- _Action item_
Once you have read the entries below, repeat all of them exactly.
══════════
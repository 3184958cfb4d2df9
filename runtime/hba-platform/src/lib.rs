//! # HBA Host Platform
//!
//! Host-side collaborators shared by every HBA transport and peripheral driver:
//! - **Links**: byte transports ([`Link`]) and edge-signalling interrupt lines
//!   ([`InterruptLine`]), opened through a [`Connector`]
//! - **Event loop**: a single-threaded, poll-based [`Reactor`] that owns fd
//!   and timer registration
//! - **Broadcast**: per-resource fan-out of formatted text lines ([`Broadcaster`])
//! - **Resources**: descriptors naming what a component exposes ([`Resource`])
//!
//! ## Usage
//!
//! ```rust,no_run
//! use std::rc::Rc;
//! use std::time::Duration;
//! use hba_platform::{Broadcaster, Reactor};
//!
//! let reactor = Rc::new(Reactor::new());
//! let broadcaster = Rc::new(Broadcaster::new());
//! let updates = broadcaster.subscribe("serial_fpga/rawin");
//!
//! reactor.add_timer(Duration::from_millis(250), || log::trace!("tick"));
//! reactor.run_once(Some(Duration::from_millis(10))).ok();
//! for line in updates.try_iter() {
//!     print!("{line}");
//! }
//! ```
//!
//! Everything here is `Rc`/`RefCell` based and meant to live on one thread.

pub mod broadcast;
pub mod fd;
pub mod link;
pub mod reactor;
pub mod resource;

pub use broadcast::Broadcaster;
pub use fd::FdLink;
pub use link::{Connector, InterruptLine, Link};
pub use reactor::{Interest, Reactor, ReactorError, Readiness, TimerId, WatchId};
pub use resource::{Resource, ResourceFlags};
use std::sync::Arc;

use plotline_core::store::EntityStore;

use crate::config::ServerConfig;

/// Shared application state available to all Axum handlers via `State<AppState>`.
///
/// This is cheaply cloneable (inner data is behind `Arc`).
#[derive(Clone)]
pub struct AppState {
    /// Entity store the project services run against.
    pub store: Arc<dyn EntityStore>,
    /// Server configuration (JWT settings are read by the auth extractor).
    pub config: Arc<ServerConfig>,
}

impl AppState {
    pub fn store(&self) -> &dyn EntityStore {
        self.store.as_ref()
    }
}
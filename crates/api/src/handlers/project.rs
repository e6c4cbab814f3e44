//! Handlers for the `/projects` resource.

use axum::extract::rejection::{JsonRejection, PathRejection};
use axum::extract::{Path, State};
use axum::Json;
use plotline_core::model::{CreateProjectRequest, DeleteProjectRequest, Project, ProjectDetail};
use plotline_core::projects;
use plotline_core::types::DbId;
use serde::Serialize;

use crate::error::AppResult;
use crate::middleware::auth::CurrentUser;
use crate::response::{Empty, OkResponse};
use crate::state::AppState;

#[derive(Debug, Serialize)]
pub struct ProjectPayload {
    pub project: ProjectDetail,
}

#[derive(Debug, Serialize)]
pub struct ProjectListPayload {
    pub projects: Vec<Project>,
}

/// GET /api/v1/projects/{id}
pub async fn get_by_id(
    State(state): State<AppState>,
    path: Result<Path<DbId>, PathRejection>,
) -> AppResult<Json<OkResponse<ProjectPayload>>> {
    let Path(id) = path?;
    let project = projects::get_project(state.store(), id).await?;
    Ok(Json(OkResponse::new(ProjectPayload { project })))
}

/// GET /api/v1/projects
pub async fn list(
    State(state): State<AppState>,
    user: CurrentUser,
) -> AppResult<Json<OkResponse<ProjectListPayload>>> {
    let projects = projects::list_projects(state.store(), user.user_id).await?;
    Ok(Json(OkResponse::new(ProjectListPayload { projects })))
}

/// POST /api/v1/projects
///
/// The response does not include the new project; clients re-fetch the list.
pub async fn create(
    State(state): State<AppState>,
    user: CurrentUser,
    body: Result<Json<CreateProjectRequest>, JsonRejection>,
) -> AppResult<Json<OkResponse<Empty>>> {
    let Json(input) = body?;
    projects::create_project(state.store(), user.user_id, input).await?;
    Ok(Json(OkResponse::empty()))
}

/// DELETE /api/v1/projects
pub async fn delete(
    State(state): State<AppState>,
    user: CurrentUser,
    body: Result<Json<DeleteProjectRequest>, JsonRejection>,
) -> AppResult<Json<OkResponse<Empty>>> {
    let Json(input) = body?;
    projects::delete_project(state.store(), user.user_id, input).await?;
    Ok(Json(OkResponse::empty()))
}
══════════
- _Answer for this exercise_
repository 3184958cfb4d2df9
filename runtime/hba-platform/src/lib.rs
//! # HBA Host Platform
//!
//! Host-side collaborators shared by every HBA transport and peripheral driver:
//! - **Links**: byte transports ([`Link`]) and edge-signalling interrupt lines
//!   ([`InterruptLine`]), opened through a [`Connector`]
//! - **Event loop**: a single-threaded, poll-based [`Reactor`] that owns fd
//!   and timer registration
//! - **Broadcast**: per-resource fan-out of formatted text lines ([`Broadcaster`])
//! - **Resources**: descriptors naming what a component exposes ([`Resource`])
//!
//! ## Usage
//!
//! ```rust,no_run
//! use std::rc::Rc;
//! use std::time::Duration;
//! use hba_platform::{Broadcaster, Reactor};
//!
//! let reactor = Rc::new(Reactor::new());
//! let broadcaster = Rc::new(Broadcaster::new());
//! let updates = broadcaster.subscribe("serial_fpga/rawin");
//!
//! reactor.add_timer(Duration::from_millis(250), || log::trace!("tick"));
//! reactor.run_once(Some(Duration::from_millis(10))).ok();
//! for line in updates.try_iter() {
//!     print!("{line}");
//! }
//! ```
//!
//! Everything here is `Rc`/`RefCell` based and meant to live on one thread.

pub mod broadcast;
pub mod fd;
pub mod link;
pub mod reactor;
pub mod resource;

pub use broadcast::Broadcaster;
pub use fd::FdLink;
pub use link::{Connector, InterruptLine, Link};
pub use reactor::{Interest, Reactor, ReactorError, Readiness, TimerId, WatchId};
pub use resource::{Resource, ResourceFlags};
use std::sync::Arc;

use plotline_core::store::EntityStore;

use crate::config::ServerConfig;

/// Shared application state available to all Axum handlers via `State<AppState>`.
///
/// This is cheaply cloneable (inner data is behind `Arc`).
#[derive(Clone)]
pub struct AppState {
    /// Entity store the project services run against.
    pub store: Arc<dyn EntityStore>,
    /// Server configuration (JWT settings are read by the auth extractor).
    pub config: Arc<ServerConfig>,
}

impl AppState {
    pub fn store(&self) -> &dyn EntityStore {
        self.store.as_ref()
    }
}
filename crates/api/src/handlers/project.rs
repository e6c4cbab814f3e44
//! Handlers for the `/projects` resource.

use axum::extract::rejection::{JsonRejection, PathRejection};
use axum::extract::{Path, State};
use axum::Json;
use plotline_core::model::{CreateProjectRequest, DeleteProjectRequest, Project, ProjectDetail};
use plotline_core::projects;
use plotline_core::types::DbId;
use serde::Serialize;

use crate::error::AppResult;
use crate::middleware::auth::CurrentUser;
use crate::response::{Empty, OkResponse};
use crate::state::AppState;

#[derive(Debug, Serialize)]
pub struct ProjectPayload {
    pub project: ProjectDetail,
}

#[derive(Debug, Serialize)]
pub struct ProjectListPayload {
    pub projects: Vec<Project>,
}

/// GET /api/v1/projects/{id}
pub async fn get_by_id(
    State(state): State<AppState>,
    path: Result<Path<DbId>, PathRejection>,
) -> AppResult<Json<OkResponse<ProjectPayload>>> {
    let Path(id) = path?;
    let project = projects::get_project(state.store(), id).await?;
    Ok(Json(OkResponse::new(ProjectPayload { project })))
}

/// GET /api/v1/projects
pub async fn list(
    State(state): State<AppState>,
    user: CurrentUser,
) -> AppResult<Json<OkResponse<ProjectListPayload>>> {
    let projects = projects::list_projects(state.store(), user.user_id).await?;
    Ok(Json(OkResponse::new(ProjectListPayload { projects })))
}

/// POST /api/v1/projects
///
/// The response does not include the new project; clients re-fetch the list.
pub async fn create(
    State(state): State<AppState>,
    user: CurrentUser,
    body: Result<Json<CreateProjectRequest>, JsonRejection>,
) -> AppResult<Json<OkResponse<Empty>>> {
    let Json(input) = body?;
    projects::create_project(state.store(), user.user_id, input).await?;
    Ok(Json(OkResponse::empty()))
}

/// DELETE /api/v1/projects
pub async fn delete(
    State(state): State<AppState>,
    user: CurrentUser,
    body: Result<Json<DeleteProjectRequest>, JsonRejection>,
) -> AppResult<Json<OkResponse<Empty>>> {
    let Json(input) = body?;
    projects::delete_project(state.store(), user.user_id, input).await?;
    Ok(Json(OkResponse::empty()))
}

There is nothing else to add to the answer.